However if we don't get matched with these children we would consider individual children (I certainly believe that the right child/children will find us! If we do get matched with these two...then watch this space!!!  
Love Viva
XXX

P.S. Good to hear your HS is going well HHH


----------



## cindyp (Apr 7, 2003)

Can't really help.  We were initially approved for up to 2 children 0-5 but DS sounded so great we couldn't turn him down.  Now with DD's arrival we finally have the two children we wanted.  It has been a pain going through the process again but I think it is a question of swings and roundabouts whether you have two together or separately like we did.  Either way it's exhausting   

Seriously I suppose I would liken it to giving birth to twins, it's incredibly hard work if you have two at the same time but at least you are getting the teething problems out of the way at the same time.  On the other hand if you have the children separately it's easier to adjust to parenthood as you get more time to yourself with just one child.  Then when the second one comes along you know all the tricks and shortcuts to avoid hassle (well sometimes  ).  I think Ruth and Pam have it right and you should leave yourself the option to find the best match for you, be it one child or two.

Best of luck with the HS.

love
Cindy


----------



## everhopeful (Feb 19, 2004)

Hiya

We were initially approved for one or two aged 0-3years. Our daughter's match was so perfect that we obviously went for just the one to start with.
Looking back now I'm pleased that we got her first on her own.

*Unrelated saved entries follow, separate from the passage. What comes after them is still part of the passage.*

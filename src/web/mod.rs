//! Dispatch API for a rosie node.
//!
//! ## Endpoints
//!
//! - `GET /status` - node name, busy flag, and running job count
//! - `POST /run-test` - queue a test run for `{"commit_sha": ...}`
//! - `GET /jobs/{id}` - a queued job's state and, once done, its result
//!
//! `/run-test` only acknowledges acceptance. The run itself happens later on
//! whichever node agent claims the job.

mod error;
mod handlers;

use axum::{
    Router,
    routing::{get, post},
};
use std::net::SocketAddr;
use tokio::sync::broadcast;

use crate::context::AppContext;

pub use error::ApiError;

/// Shared state for the request handlers
#[derive(Clone)]
pub struct WebState {
    pub ctx: AppContext,
}

/// Build the API router.
pub fn router(ctx: AppContext) -> Router {
    Router::new()
        .route("/status", get(handlers::status))
        .route(
            "/run-test",
            post(handlers::run_test).fallback(handlers::method_not_allowed),
        )
        .route("/jobs/{id}", get(handlers::job))
        .with_state(WebState { ctx })
}

/// HTTP server for the dispatch API.
pub struct WebServer {
    bind_addr: SocketAddr,
    app: Router,
    shutdown_tx: broadcast::Sender<()>,
}

impl WebServer {
    pub fn new(ctx: AppContext, bind_addr: SocketAddr) -> Self {
        let (shutdown_tx, _) = broadcast::channel(1);

        Self {
            bind_addr,
            app: router(ctx),
            shutdown_tx,
        }
    }

    /// Start the server. Runs until shutdown() is called.
    pub async fn start(&self) -> anyhow::Result<()> {
        let mut shutdown_rx = self.shutdown_tx.subscribe();

        let listener = tokio::net::TcpListener::bind(self.bind_addr).await?;
        tracing::info!(addr = %self.bind_addr, "Dispatch API listening");

        axum::serve(listener, self.app.clone())
            .with_graceful_shutdown(async move {
                let _ = shutdown_rx.recv().await;
            })
            .await?;

        Ok(())
    }

    /// Signal the server to shut down gracefully.
    pub fn shutdown(&self) {
        let _ = self.shutdown_tx.send(());
    }
}
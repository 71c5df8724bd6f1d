//! Seam to the external test controller that drives the physical boards.
//!
//! The controller is opaque to rosie: it is handed a board and a commit,
//! blocks until the board has been flashed and tested, and reports back
//! what happened. A board that could not be reached is reported with
//! `ControllerState::Error`, which is distinct from tests that ran and
//! failed.

mod command;
mod simulated;

use std::sync::Arc;

use anyhow::{Result, bail};
use async_trait::async_trait;
use serde::{Deserialize, Serialize};

use crate::config::AppConfig;
use crate::core::report::{BoardOutcome, BoardReport};

pub use command::CommandController;
pub use simulated::{SimulatedBoard, SimulatedController};

#[derive(Debug, Clone, PartialEq, Eq, Serialize, Deserialize)]
pub struct TestCase {
    pub name: String,
    pub passed: bool,
}

#[derive(Debug, Clone, Copy, PartialEq, Eq)]
pub enum ControllerState {
    Ready,
    /// Connection-level failure; the tests never ran.
    Error,
}

impl ControllerState {
    /// Controllers report free-form states; only "error" is significant.
    pub fn parse(s: &str) -> Self {
        if s.trim().eq_ignore_ascii_case("error") {
            Self::Error
        } else {
            Self::Ready
        }
    }
}

/// Everything the controller reported for one board.
#[derive(Debug, Clone)]
pub struct BoardRun {
    pub board: String,
    pub state: ControllerState,
    /// Overall test result as reported by the controller.
    pub passed: bool,
    pub log: String,
    pub stderr: String,
    pub exit_status: Option<i32>,
    pub tests: Vec<TestCase>,
}

impl BoardRun {
    pub fn outcome(&self) -> BoardOutcome {
        if self.state == ControllerState::Error {
            let reason = self
                .log
                .lines()
                .rev()
                .find(|line| !line.trim().is_empty())
                .unwrap_or("test controller reported an error")
                .trim()
                .to_string();
            return BoardOutcome::Error(reason);
        }

        if self.passed {
            return BoardOutcome::Passed;
        }

        let failed = self.tests.iter().filter(|t| !t.passed).count();
        if failed > 0 {
            BoardOutcome::Failed(format!("{failed} of {} tests failed", self.tests.len()))
        } else {
            BoardOutcome::Failed("tests failed".to_string())
        }
    }

    pub fn to_report(&self) -> BoardReport {
        BoardReport::new(&self.board, self.outcome(), self.tests.clone(), &self.log)
    }
}

#[async_trait]
pub trait TestController: Send + Sync {
    /// Flash `commit_sha` onto `board` and run its tests. Blocks for as long
    /// as the hardware takes.
    ///
    /// `Err` means the controller itself could not be run; test failures
    /// and unreachable boards are reported through `BoardRun`.
    async fn run(&self, board: &str, commit_sha: &str) -> Result<BoardRun>;
}

/// Pick the controller implementation for this node.
pub fn create_controller(config: &AppConfig) -> Result<Arc<dyn TestController>> {
    if config.simulation {
        return Ok(Arc::new(SimulatedController::default()));
    }

    match &config.controller.program {
        Some(program) => Ok(Arc::new(CommandController::new(
            program.clone(),
            config.controller.args.clone(),
        ))),
        None => bail!("No test controller configured: set controller.program or enable simulation"),
    }
}
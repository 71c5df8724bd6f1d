use std::net::SocketAddr;
use std::path::{Path, PathBuf};
use std::sync::Arc;

use anyhow::{Context, Result};
use clap::{Args, Parser, Subcommand};
use rosie::config::AppConfig;
use rosie::context::AppContext;
use rosie::core::{
    BoardRunner, JobQueue, NodeAgent, NodeStatus, ReportAssembler, create_controller, create_sink,
};
use rosie::logging::{self, LogConfig};
use rosie::web::WebServer;
use serde::Serialize;
use tokio_util::sync::CancellationToken;
use tracing::{info, warn};

#[derive(Parser)]
#[command(name = "rosie")]
#[command(about = "Hardware-in-the-loop test dispatch node", long_about = None)]
struct Cli {
    #[command(subcommand)]
    command: Commands,

    /// Configuration file (default: ./rosie.toml when present)
    #[arg(long, global = true)]
    config: Option<PathBuf>,
}

#[derive(Subcommand)]
enum Commands {
    /// Serve the dispatch API
    Serve(NodeArgs),
    /// Run the agent that executes queued jobs on this node's boards
    Agent(NodeArgs),
    /// Serve the API and run the agent in one process
    Node(NodeArgs),
    /// Print this node's status as JSON
    Status(NodeArgs),
    /// Test a commit on every board right away, bypassing the queue
    Run(RunArgs),
}

#[derive(Args, Serialize)]
struct NodeArgs {
    #[serde(skip_serializing_if = "Option::is_none")]
    #[arg(long)]
    node_name: Option<String>,

    #[serde(skip_serializing_if = "Option::is_none")]
    #[arg(long)]
    http_bind: Option<SocketAddr>,

    #[serde(skip_serializing_if = "Option::is_none")]
    #[arg(long)]
    simulation: Option<bool>,

    #[serde(skip_serializing_if = "Option::is_none")]
    #[arg(long)]
    verbose: Option<bool>,

    #[serde(skip_serializing_if = "Option::is_none")]
    #[arg(long)]
    json_logs: Option<bool>,

    /// Shared queue database file
    #[serde(skip)]
    #[arg(long)]
    queue_path: Option<PathBuf>,
}

#[derive(Args)]
struct RunArgs {
    /// Firmware commit to test
    commit: String,

    #[command(flatten)]
    node: NodeArgs,
}

/// CLI flags in the shape of `AppConfig`, for the top configuration layer.
#[derive(Serialize)]
struct Overrides<'a> {
    #[serde(flatten)]
    args: &'a NodeArgs,
    #[serde(skip_serializing_if = "Option::is_none")]
    queue: Option<QueueOverride<'a>>,
}

#[derive(Serialize)]
struct QueueOverride<'a> {
    path: &'a Path,
}

impl Commands {
    fn node_args(&self) -> &NodeArgs {
        match self {
            Commands::Serve(args)
            | Commands::Agent(args)
            | Commands::Node(args)
            | Commands::Status(args) => args,
            Commands::Run(args) => &args.node,
        }
    }
}

#[tokio::main]
async fn main() -> Result<()> {
    let cli = Cli::parse();

    let args = cli.command.node_args();
    let overrides = Overrides {
        args,
        queue: args.queue_path.as_deref().map(|path| QueueOverride { path }),
    };
    let config = AppConfig::new(cli.config.as_deref(), Some(&overrides))?;

    logging::init(LogConfig::from(&config))?;

    match &cli.command {
        Commands::Serve(_) => run_serve(config).await.context("Dispatch API failed")?,
        Commands::Agent(_) => run_agent(config).await.context("Node agent failed")?,
        Commands::Node(_) => run_node(config).await.context("Node failed")?,
        Commands::Status(_) => run_status(config).await?,
        Commands::Run(args) => run_once(config, &args.commit).await?,
    }

    Ok(())
}

async fn run_serve(config: AppConfig) -> Result<()> {
    let bind = config.http_bind;
    let ctx = AppContext::connect(config).await?;
    let server = Arc::new(WebServer::new(ctx, bind));

    let shutdown = CancellationToken::new();
    cancel_on_ctrl_c(shutdown.clone());
    tokio::spawn({
        let server = server.clone();
        async move {
            shutdown.cancelled().await;
            server.shutdown();
        }
    });

    server.start().await
}

async fn run_agent(config: AppConfig) -> Result<()> {
    let agent = build_agent(config).await?;

    let shutdown = CancellationToken::new();
    cancel_on_ctrl_c(shutdown.clone());

    agent.start(shutdown).await
}

async fn run_node(config: AppConfig) -> Result<()> {
    let bind = config.http_bind;
    // The API and the agent each hold their own queue connection.
    let api_ctx = AppContext::connect(config.clone()).await?;
    let agent = build_agent(config).await?;
    let server = WebServer::new(api_ctx, bind);

    let shutdown = CancellationToken::new();
    cancel_on_ctrl_c(shutdown.clone());

    let serve = async {
        let served = server.start().await;
        shutdown.cancel();
        served
    };
    let work = async {
        let worked = agent.start(shutdown.clone()).await;
        server.shutdown();
        worked
    };

    let (served, worked) = tokio::join!(serve, work);
    served?;
    worked
}

async fn run_status(config: AppConfig) -> Result<()> {
    let node_name = config.node_name().to_string();

    let status = match JobQueue::connect(&config.queue, node_name.clone()).await {
        Ok(queue) => rosie::core::node_status(&queue, &node_name).await,
        Err(e) => {
            warn!(error = %e, "Queue unreachable");
            NodeStatus::unknown(node_name)
        }
    };

    println!("{}", serde_json::to_string_pretty(&status)?);
    Ok(())
}

async fn run_once(config: AppConfig, commit: &str) -> Result<()> {
    let controller = create_controller(&config)?;
    let runner = BoardRunner::new(
        config.boards.clone(),
        controller,
        ReportAssembler::new(config.commit_url_base.clone()),
    );

    let result = runner.run_tests(commit).await;
    println!("{}", serde_json::to_string_pretty(&result.outcome)?);

    std::process::exit(result.exit_status);
}

async fn build_agent(config: AppConfig) -> Result<NodeAgent> {
    let controller = create_controller(&config)?;
    let sink = create_sink(&config);
    if sink.is_none() {
        info!("No report webhook configured, reports will only be logged");
    }

    let ctx = AppContext::connect(config).await?;
    Ok(NodeAgent::new(ctx, controller, sink))
}

fn cancel_on_ctrl_c(token: CancellationToken) {
    tokio::spawn(async move {
        if let Err(e) = tokio::signal::ctrl_c().await {
            warn!(error = %e, "Could not listen for ctrl-c");
            return;
        }
        info!("Shutdown requested");
        token.cancel();
    });
}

Now we've parented for just over 2 years, I'm much more confident of going for a sibling pair second time around.
In an ideal world, I would choose to have my children a couple of years apart like most natural parents would, but the whole process of adoption is so much more drawn out and involved that I'd be happy to round up my family on the next process. 

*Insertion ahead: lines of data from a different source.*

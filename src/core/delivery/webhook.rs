use super::{Delivery, ReportSink};
use anyhow::{Context, Result};
use async_trait::async_trait;
use tracing::debug;

/// POSTs each report as JSON to a fixed URL.
pub struct WebhookSink {
    webhook_url: String,
    client: reqwest::Client,
}

impl WebhookSink {
    pub fn new(webhook_url: String) -> Self {
        Self {
            webhook_url,
            client: reqwest::Client::new(),
        }
    }
}

#[async_trait]
impl ReportSink for WebhookSink {
    async fn deliver(&self, delivery: &Delivery<'_>) -> Result<()> {
        let response = self
            .client
            .post(&self.webhook_url)
            .json(delivery)
            .send()
            .await
            .with_context(|| format!("Failed to reach report webhook {}", self.webhook_url))?;

        let status = response.status();
        response
            .error_for_status()
            .with_context(|| format!("Report webhook rejected delivery with {status}"))?;

        debug!(job_id = delivery.job_id, status = %status, "Report delivered");
        Ok(())
    }
}
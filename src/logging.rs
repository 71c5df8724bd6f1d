//! Logging setup for rosie processes.
//!
//! Nodes usually run unattended, so besides the compact console format there
//! is a JSON-lines format for shipping logs off the Pi.

use std::sync::atomic::{AtomicU64, Ordering};
use std::time::{Duration, Instant};

use anyhow::{Context, Result};
use tracing::Level;
use tracing_subscriber::{
    EnvFilter,
    fmt::{self, format::FmtSpan},
    layer::SubscriberExt,
    util::SubscriberInitExt,
};

use crate::config::AppConfig;

#[derive(Debug, Clone, Copy, Default)]
pub struct LogConfig {
    pub json: bool,
    /// DEBUG for rosie's own targets instead of INFO
    pub verbose: bool,
}

impl From<&AppConfig> for LogConfig {
    fn from(config: &AppConfig) -> Self {
        Self {
            json: config.json_logs,
            verbose: config.verbose,
        }
    }
}

impl LogConfig {
    fn level(&self) -> Level {
        if self.verbose { Level::DEBUG } else { Level::INFO }
    }

    /// `RUST_LOG` wins when set; otherwise only rosie's targets are shown.
    fn filter(&self) -> EnvFilter {
        EnvFilter::try_from_default_env().unwrap_or_else(|_| {
            EnvFilter::new(format!("rosie={}", self.level().as_str().to_lowercase()))
        })
    }
}

/// Install the global subscriber. Fails if one is already installed.
pub fn init(config: LogConfig) -> Result<()> {
    let registry = tracing_subscriber::registry().with(config.filter());

    if config.json {
        registry
            .with(
                fmt::layer()
                    .json()
                    .with_span_events(FmtSpan::CLOSE)
                    .with_current_span(true),
            )
            .try_init()
    } else {
        registry
            .with(fmt::layer().compact().with_target(false))
            .try_init()
    }
    .context("Failed to install log subscriber")
}

const UNSET: u64 = 0;

/// Lets a repeated message through at most once per interval.
///
/// Used by the agent's poll loop so an idle node or a lost queue store does
/// not write a line every poll.
pub struct LogThrottle {
    interval: Duration,
    epoch: Instant,
    /// Millis since `epoch` (offset by one) before which nothing is logged.
    quiet_until: AtomicU64,
}

impl LogThrottle {
    pub fn new(interval: Duration) -> Self {
        Self {
            interval,
            epoch: Instant::now(),
            quiet_until: AtomicU64::new(UNSET),
        }
    }

    pub fn should_log(&self) -> bool {
        let now = self.millis_since_epoch();
        let quiet_until = self.quiet_until.load(Ordering::Relaxed);
        if quiet_until != UNSET && now < quiet_until {
            return false;
        }

        let next = now.saturating_add(self.interval.as_millis() as u64);
        self.quiet_until
            .compare_exchange(quiet_until, next, Ordering::Relaxed, Ordering::Relaxed)
            .is_ok()
    }

    /// The condition cleared; log the next occurrence straight away.
    pub fn reset(&self) {
        self.quiet_until.store(UNSET, Ordering::Relaxed);
    }

    fn millis_since_epoch(&self) -> u64 {
        self.epoch.elapsed().as_millis() as u64 + 1
    }
}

In reality I must be cracking up! My ideal would be 3 children, and with our eldest being almost 4, it'd mean I could end up with all 3 children being under 5 - OMG! Must be stark-raving MAD!!!!  
I know it's going to be hard work, but I'm so looking forward to completing our family.


----------



## KarenM (Jul 30, 2002)

Hi HHH

I am MUm to 2 girls who were almost 2 and the other 13 months when we adopted them.  We always said 2 children but we both had said that we wanted at least one boy.  The match though could not have been better, people are always saying how much they look like us.

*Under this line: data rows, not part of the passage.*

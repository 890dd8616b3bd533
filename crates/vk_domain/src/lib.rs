#![forbid(unsafe_code)]

use core::fmt;
use core::str::FromStr;

use serde::{Deserialize, Serialize};
use thiserror::Error;

/// Long-poll event streams.
#[derive(Debug, Clone, Copy, PartialEq, Eq, Hash, Serialize, Deserialize)]
#[serde(rename_all = "snake_case")]
pub enum StreamKind {
	/// Community (bots) stream: keyed documents.
	Group,
	/// User/community message stream: positional arrays.
	Message,
}

impl StreamKind {
	/// Stable string identifier.
	pub const fn as_str(self) -> &'static str {
		match self {
			StreamKind::Group => "group",
			StreamKind::Message => "message",
		}
	}
}

impl fmt::Display for StreamKind {
	fn fmt(&self, f: &mut fmt::Formatter<'_>) -> fmt::Result {
		f.write_str(self.as_str())
	}
}

/// Errors for parsing identifiers from strings.
#[derive(Debug, Error, Clone, PartialEq, Eq)]
pub enum ParseIdError {
	#[error("empty value")]
	Empty,
	#[error("unknown stream: {0}")]
	UnknownStream(String),
	#[error("invalid format: {0}")]
	InvalidFormat(String),
}

impl FromStr for StreamKind {
	type Err = ParseIdError;

	fn from_str(s: &str) -> Result<Self, Self::Err> {
		let s = s.trim();
		if s.is_empty() {
			return Err(ParseIdError::Empty);
		}

		match s.to_ascii_lowercase().as_str() {
			"group" | "groups" | "bots" => Ok(StreamKind::Group),
			"message" | "messages" | "user" => Ok(StreamKind::Message),
			other => Err(ParseIdError::UnknownStream(other.to_string())),
		}
	}
}

/// Target of a long-poll subscription.
///
/// Zero means "the current actor" (whoever owns the access token).
#[derive(Debug, Clone, Copy, Default, PartialEq, Eq, Hash, Serialize, Deserialize)]
#[serde(transparent)]
pub struct TargetId(u64);

impl TargetId {
	/// The token owner.
	pub const CURRENT_ACTOR: TargetId = TargetId(0);

	pub const fn new(id: u64) -> Self {
		Self(id)
	}

	pub const fn get(self) -> u64 {
		self.0
	}

	pub const fn is_current_actor(self) -> bool {
		self.0 == 0
	}
}

impl fmt::Display for TargetId {
	fn fmt(&self, f: &mut fmt::Formatter<'_>) -> fmt::Result {
		if self.is_current_actor() {
			f.write_str("current")
		} else {
			write!(f, "{}", self.0)
		}
	}
}

impl FromStr for TargetId {
	type Err = ParseIdError;

	fn from_str(s: &str) -> Result<Self, Self::Err> {
		let s = s.trim();
		if s.is_empty() {
			return Err(ParseIdError::Empty);
		}

		// Community ids are sometimes written negative (owner-id convention).
		let digits = s.strip_prefix('-').unwrap_or(s);
		digits
			.parse::<u64>()
			.map(TargetId)
			.map_err(|_| ParseIdError::InvalidFormat(format!("expected numeric id, got {s}")))
	}
}

/// Opaque stream position (`ts`).
///
/// The community stream sends it as a string, the message stream as an integer.
#[derive(Debug, Clone, PartialEq, Eq, Hash, Serialize, Deserialize)]
#[serde(untagged)]
pub enum Cursor {
	Number(u64),
	Text(String),
}

impl Cursor {
	/// Numeric view of the cursor, if it has one.
	pub fn as_u64(&self) -> Option<u64> {
		match self {
			Cursor::Number(n) => Some(*n),
			Cursor::Text(s) => s.trim().parse().ok(),
		}
	}

	/// Whether `next` does not move this cursor backwards.
	///
	/// Non-numeric cursors are opaque and always accepted.
	pub fn allows_advance_to(&self, next: &Cursor) -> bool {
		match (self.as_u64(), next.as_u64()) {
			(Some(cur), Some(next)) => next >= cur,
			_ => true,
		}
	}
}

impl Default for Cursor {
	fn default() -> Self {
		Cursor::Number(0)
	}
}

impl fmt::Display for Cursor {
	fn fmt(&self, f: &mut fmt::Formatter<'_>) -> fmt::Result {
		match self {
			Cursor::Number(n) => write!(f, "{n}"),
			Cursor::Text(s) => f.write_str(s),
		}
	}
}

impl From<u64> for Cursor {
	fn from(v: u64) -> Self {
		Cursor::Number(v)
	}
}

impl From<&str> for Cursor {
	fn from(v: &str) -> Self {
		Cursor::Text(v.to_string())
	}
}

impl From<String> for Cursor {
	fn from(v: String) -> Self {
		Cursor::Text(v)
	}
}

It is hard work, I won't deny it but as Ann says the higs always outweigh the lows.

The only advice I would give is that if the children you are matched with are in separate foster care (as mine were), leave it as long as you can before having the second child move in.  We only left it a month and in hindsight it wasn't long enough for eldest to get used to being in a new environment and then having her baby sister move in too.

Good luck
Karen x


----------



## Pooh bears mummy (Jul 11, 2004)

Hi HHH

what ever you decide and end up with will be right for you i am sure. When we started out a few years ago i definitely wanted 2 children so a sibling pair at once, but during our home study or excellent SW spoke to us about coping with children of different ages and needs all at once can be a big shock to the system. We took his advice and were approved 1st time around  for 1 or twins. We got one, a baby boy 9 months. He was an easy baby in eveyway but i still found it hard and thanked my self luck every day that we only had one child to manage. We're now on the road to adoption again, and in someways having to go through all this again with SS is a hassle and i will be glad when my family is complete and we do not have anymore SS visits etc.

But on saying that if we had got 2 at once like other on here i am sure we would have coped and not know any different.

Hope that helps.

PBMxx


----------



## HHH (Nov 13, 2004)

Thanks for the repiles evryone - all posts have given me something to think about.

Final meeting with SW next week - then wait to see her version of us in the form F! Lots of paperwork to complete before then and have to chase up a copy of our marriage certificate as we seem to have misplaced it!

Thanks again and keep the posts coming
HHH


----------